Lee is not only a player for St Albans Spurs but also the president of the league and possibly the best ambassador the women's game has had.
She has gone to incredible lengths to get the VWFL recognition, including being involved in the 2002 television show The Club, part of which included legally challenging the Western Region Football League to allow her to play against men.
Six years on and Lee says never wanted to actually play against the men, but rather draw attention to women's football. "It was about (women) can play footy, too. Not women are better than men at playing footy, just (women) can play footy, too. And that was the whole philosophy around being involved in the Hammerheads," Lee says.

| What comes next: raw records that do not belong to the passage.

//! FTP front end built on `libunftp`.
//!
//! The virtual root lists the spaces the user can read; everything below
//! `/{space}` is served by the engine. `DELE` and `RMD` move items to the
//! trash, `RNFR`/`RNTO` is a move that refuses to replace, and `STOR` always
//! replaces through the engine's atomic write. Restarted transfers are not
//! advertised and a `STOR` with a non-zero offset is refused.

use crate::{
    models::{
        permission::{Identity, Permission},
        space::Space,
        transfer::{ConflictPolicy, FileEntry},
    },
    services::{
        accounts::AccountService,
        engine::{Resolved, SpaceEngine},
        error::EngineError,
        transfer::{TransferKind, UploadBegin},
    },
};
use async_trait::async_trait;
use libunftp::{
    ServerBuilder,
    auth::{AuthenticationError, Authenticator, Credentials, UserDetail},
    storage::{Error, ErrorKind, Fileinfo, Metadata, Result, StorageBackend},
};
use std::{
    fmt::{self, Debug, Display},
    io::SeekFrom,
    ops::RangeInclusive,
    path::{Path, PathBuf},
    sync::Arc,
    time::SystemTime,
};
use tokio::io::{AsyncRead, AsyncReadExt, AsyncSeekExt};
use tracing::{error, info, warn};

const COPY_BUFFER: usize = 64 * 1024;

/// Start the FTP listener; returns when the server stops.
pub async fn serve(engine: SpaceEngine, addr: String, passive_ports: RangeInclusive<u16>) -> anyhow::Result<()> {
    let backend = SpaceFtpBackend::new(engine.clone());
    let authenticator = Arc::new(SpaceAuthenticator::new(engine.accounts().clone()));
    let server = ServerBuilder::with_authenticator(Box::new(move || backend.clone()), authenticator)
        .greeting("spacefs FTP ready")
        .passive_ports(passive_ports)
        .build()?;

    info!("FTP listening on {}", addr);
    server.listen(addr).await?;
    Ok(())
}

/// The logged-in FTP user.
#[derive(Debug, Clone)]
pub struct SpaceUser {
    pub identity: Identity,
}

impl Display for SpaceUser {
    fn fmt(&self, f: &mut fmt::Formatter<'_>) -> fmt::Result {
        Display::fmt(&self.identity, f)
    }
}

impl UserDetail for SpaceUser {}

pub struct SpaceAuthenticator {
    accounts: AccountService,
}

impl SpaceAuthenticator {
    pub fn new(accounts: AccountService) -> Self {
        Self { accounts }
    }
}

impl Debug for SpaceAuthenticator {
    fn fmt(&self, f: &mut fmt::Formatter<'_>) -> fmt::Result {
        f.write_str("SpaceAuthenticator")
    }
}

#[async_trait]
impl Authenticator<SpaceUser> for SpaceAuthenticator {
    async fn authenticate(
        &self,
        username: &str,
        creds: &Credentials,
    ) -> std::result::Result<SpaceUser, AuthenticationError> {
        let password = creds
            .password
            .as_deref()
            .ok_or(AuthenticationError::BadPassword)?;
        match self.accounts.authenticate(username, password).await {
            Ok(Some(identity)) => {
                info!(user = %identity, "ftp login");
                Ok(SpaceUser { identity })
            }
            Ok(None) => {
                warn!(user = %username, "ftp authentication failed");
                Err(AuthenticationError::BadPassword)
            }
            Err(err) => {
                error!(user = %username, "ftp authentication error: {}", err);
                Err(AuthenticationError::ImplPropagated(err.to_string(), None))
            }
        }
    }
}

#[derive(Clone)]
pub struct SpaceFtpBackend {
    engine: SpaceEngine,
}

impl SpaceFtpBackend {
    pub fn new(engine: SpaceEngine) -> Self {
        Self { engine }
    }

    async fn locate<P: AsRef<Path>>(&self, user: &SpaceUser, path: P) -> Result<Resolved> {
        let path = path.as_ref().to_string_lossy();
        self.engine
            .locate(&user.identity, &path)
            .await
            .map_err(to_ftp_error)
    }

    /// Paths at or above a space root cannot be changed over FTP.
    async fn locate_item<P: AsRef<Path>>(&self, user: &SpaceUser, path: P) -> Result<(Space, String)> {
        match self.locate(user, path).await? {
            Resolved::Entry { space, relative } if relative != "/" => Ok((space, relative)),
            _ => Err(Error::new(
                ErrorKind::PermissionDenied,
                "the root and space roots are read-only",
            )),
        }
    }
}

impl Debug for SpaceFtpBackend {
    fn fmt(&self, f: &mut fmt::Formatter<'_>) -> fmt::Result {
        f.write_str("SpaceFtpBackend")
    }
}

#[async_trait]
impl StorageBackend<SpaceUser> for SpaceFtpBackend {
    type Metadata = FtpMeta;

    async fn metadata<P: AsRef<Path> + Send + Debug>(&self, user: &SpaceUser, path: P) -> Result<Self::Metadata> {
        match self.locate(user, path).await? {
            Resolved::Root => Ok(FtpMeta::directory(SystemTime::now())),
            Resolved::Entry { space, relative } => self
                .engine
                .stat(&user.identity, &space, &relative)
                .await
                .map(|entry| FtpMeta::from(&entry))
                .map_err(to_ftp_error),
        }
    }

    async fn list<P: AsRef<Path> + Send + Debug>(
        &self,
        user: &SpaceUser,
        path: P,
    ) -> Result<Vec<Fileinfo<PathBuf, Self::Metadata>>> {
        match self.locate(user, path).await? {
            Resolved::Root => {
                let spaces = self
                    .engine
                    .spaces_for(&user.identity, Permission::Read)
                    .await
                    .map_err(to_ftp_error)?;
                Ok(spaces
                    .into_iter()
                    .map(|space| Fileinfo {
                        metadata: FtpMeta::directory(space.updated_at.unwrap_or(space.created_at).into()),
                        path: PathBuf::from(space.name),
                    })
                    .collect())
            }
            Resolved::Entry { space, relative } => {
                let entries = self
                    .engine
                    .list(&user.identity, &space, &relative)
                    .await
                    .map_err(to_ftp_error)?;
                Ok(entries
                    .iter()
                    .map(|entry| Fileinfo {
                        path: PathBuf::from(&entry.name),
                        metadata: FtpMeta::from(entry),
                    })
                    .collect())
            }
        }
    }

    async fn get<P: AsRef<Path> + Send + Debug>(
        &self,
        user: &SpaceUser,
        path: P,
        start_pos: u64,
    ) -> Result<Box<dyn AsyncRead + Send + Sync + Unpin>> {
        let (space, relative) = self.locate_item(user, path).await?;
        let (mut file, _) = self
            .engine
            .open_read(&user.identity, &space, &relative)
            .await
            .map_err(to_ftp_error)?;
        if start_pos > 0 {
            file.seek(SeekFrom::Start(start_pos))
                .await
                .map_err(|e| Error::new(ErrorKind::LocalError, e))?;
        }
        Ok(Box::new(file))
    }

    async fn put<P: AsRef<Path> + Send + Debug, R: AsyncRead + Send + Sync + Unpin + 'static>(
        &self,
        user: &SpaceUser,
        mut input: R,
        path: P,
        start_pos: u64,
    ) -> Result<u64> {
        if start_pos > 0 {
            return Err(Error::new(
                ErrorKind::CommandNotImplemented,
                "resuming uploads is not supported",
            ));
        }
        let (space, relative) = self.locate_item(user, path).await?;
        let mut slot = match self
            .engine
            .open_write(&user.identity, &space, &relative, ConflictPolicy::Overwrite, None)
            .await
            .map_err(to_ftp_error)?
        {
            UploadBegin::Ready(slot) => slot,
            UploadBegin::Skipped(name) => {
                return Err(Error::new(ErrorKind::PermanentFileNotAvailable, format!("{} exists", name)));
            }
        };

        let mut buf = vec![0u8; COPY_BUFFER];
        loop {
            let n = match input.read(&mut buf).await {
                Ok(n) => n,
                Err(err) => {
                    slot.abort().await;
                    return Err(Error::new(ErrorKind::ConnectionClosed, err));
                }
            };
            if n == 0 {
                break;
            }
            if let Err(err) = slot.write(&buf[..n]).await {
                slot.abort().await;
                return Err(to_ftp_error(err));
            }
        }
        let written = slot.written();
        slot.commit().await.map_err(to_ftp_error)?;
        Ok(written)
    }

    async fn del<P: AsRef<Path> + Send + Debug>(&self, user: &SpaceUser, path: P) -> Result<()> {
        let (space, relative) = self.locate_item(user, path).await?;
        self.engine
            .delete_one(&user.identity, &space, &relative)
            .await
            .map(|_| ())
            .map_err(to_ftp_error)
    }

    async fn mkd<P: AsRef<Path> + Send + Debug>(&self, user: &SpaceUser, path: P) -> Result<()> {
        let (space, relative) = self.locate_item(user, path).await?;
        self.engine
            .mkdir(&user.identity, &space, &relative)
            .await
            .map(|_| ())
            .map_err(to_ftp_error)
    }

    async fn rename<P: AsRef<Path> + Send + Debug>(&self, user: &SpaceUser, from: P, to: P) -> Result<()> {
        let (src, src_rel) = self.locate_item(user, from).await?;
        let (dest, dest_rel) = self.locate_item(user, to).await?;
        self.engine
            .transfer_to(
                &user.identity,
                TransferKind::Move,
                &src,
                &src_rel,
                &dest,
                &dest_rel,
                ConflictPolicy::None,
            )
            .await
            .map(|_| ())
            .map_err(to_ftp_error)
    }

    async fn rmd<P: AsRef<Path> + Send + Debug>(&self, user: &SpaceUser, path: P) -> Result<()> {
        let (space, relative) = self.locate_item(user, path).await?;
        let entry = self
            .engine
            .stat(&user.identity, &space, &relative)
            .await
            .map_err(to_ftp_error)?;
        if !entry.is_dir {
            return Err(Error::new(
                ErrorKind::PermanentDirectoryNotAvailable,
                "not a directory",
            ));
        }
        self.engine
            .delete_one(&user.identity, &space, &relative)
            .await
            .map(|_| ())
            .map_err(to_ftp_error)
    }

    async fn cwd<P: AsRef<Path> + Send + Debug>(&self, user: &SpaceUser, path: P) -> Result<()> {
        let meta = self.metadata(user, path).await?;
        if meta.is_dir {
            Ok(())
        } else {
            Err(Error::new(
                ErrorKind::PermanentDirectoryNotAvailable,
                "not a directory",
            ))
        }
    }
}

fn to_ftp_error(err: EngineError) -> Error {
    let kind = match &err {
        EngineError::AccessDenied(_) => ErrorKind::PermissionDenied,
        EngineError::NotFound(_) | EngineError::Conflict { .. } => ErrorKind::PermanentFileNotAvailable,
        EngineError::QuotaExceeded { .. } => ErrorKind::ExceededStorageAllocationError,
        EngineError::InvalidInput(_) => ErrorKind::FileNameNotAllowedError,
        EngineError::Cancelled => ErrorKind::TransientFileNotAvailable,
        _ => {
            error!("ftp operation failed: {}", err);
            ErrorKind::LocalError
        }
    };
    Error::new(kind, err)
}

#[derive(Debug, Clone)]
pub struct FtpMeta {
    len: u64,
    is_dir: bool,
    modified: SystemTime,
}

impl FtpMeta {
    fn directory(modified: SystemTime) -> Self {
        Self {
            len: 0,
            is_dir: true,
            modified,
        }
    }
}

impl From<&FileEntry> for FtpMeta {
    fn from(entry: &FileEntry) -> Self {
        Self {
            len: entry.size,
            is_dir: entry.is_dir,
            modified: entry
                .modified_at
                .map(SystemTime::from)
                .unwrap_or(SystemTime::UNIX_EPOCH),
        }
    }
}

impl Metadata for FtpMeta {
    fn len(&self) -> u64 {
        self.len
    }

    fn is_empty(&self) -> bool {
        self.len == 0
    }

    fn is_dir(&self) -> bool {
        self.is_dir
    }

    fn is_file(&self) -> bool {
        !self.is_dir
    }

    fn is_symlink(&self) -> bool {
        false
    }

    fn modified(&self) -> Result<SystemTime> {
        Ok(self.modified)
    }

    fn gid(&self) -> u32 {
        0
    }

    fn uid(&self) -> u32 {
        0
    }

    fn links(&self) -> u64 {
        1
    }
}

"And in the end, it was great because I actually was able to stay in the series for quite a number of weeks and I believed that enabled us as a league to actually highlight that there is a competition and an avenue for women who have grown up with football that that they can play in a competition."
Lee says it is starting to happen. One in 10 enrolments in AusKick are now girls. A 2004 Roy Morgan poll also shows 35% of all volunteers in the AFL are women, while 45% of all AFL supporters are women, well clear of any other Australian male sporting code.
"There has been a real change since when I first began football. You look at the primary school programs and things of the nature, they are just part of the sporting smorgasbord. You've got your basketball, tennis, netball and football and it (football for girls) is now encouraged as a sporting choice," Lee says. "I think many years ago when I was growing up, I don't think it was particularly encouraged that girls played football. So there has certainly been a shift and that is reflected in our numbers and the growth of our sports as well."
The VWFL now boasts over 1000 players across all levels of the competition. However, more exciting for Lee is the success of the youth league, which now has 32 sides after only three years.
St Albans and Diamond Creek will play the season opener of the VWFL Premier Division tonight.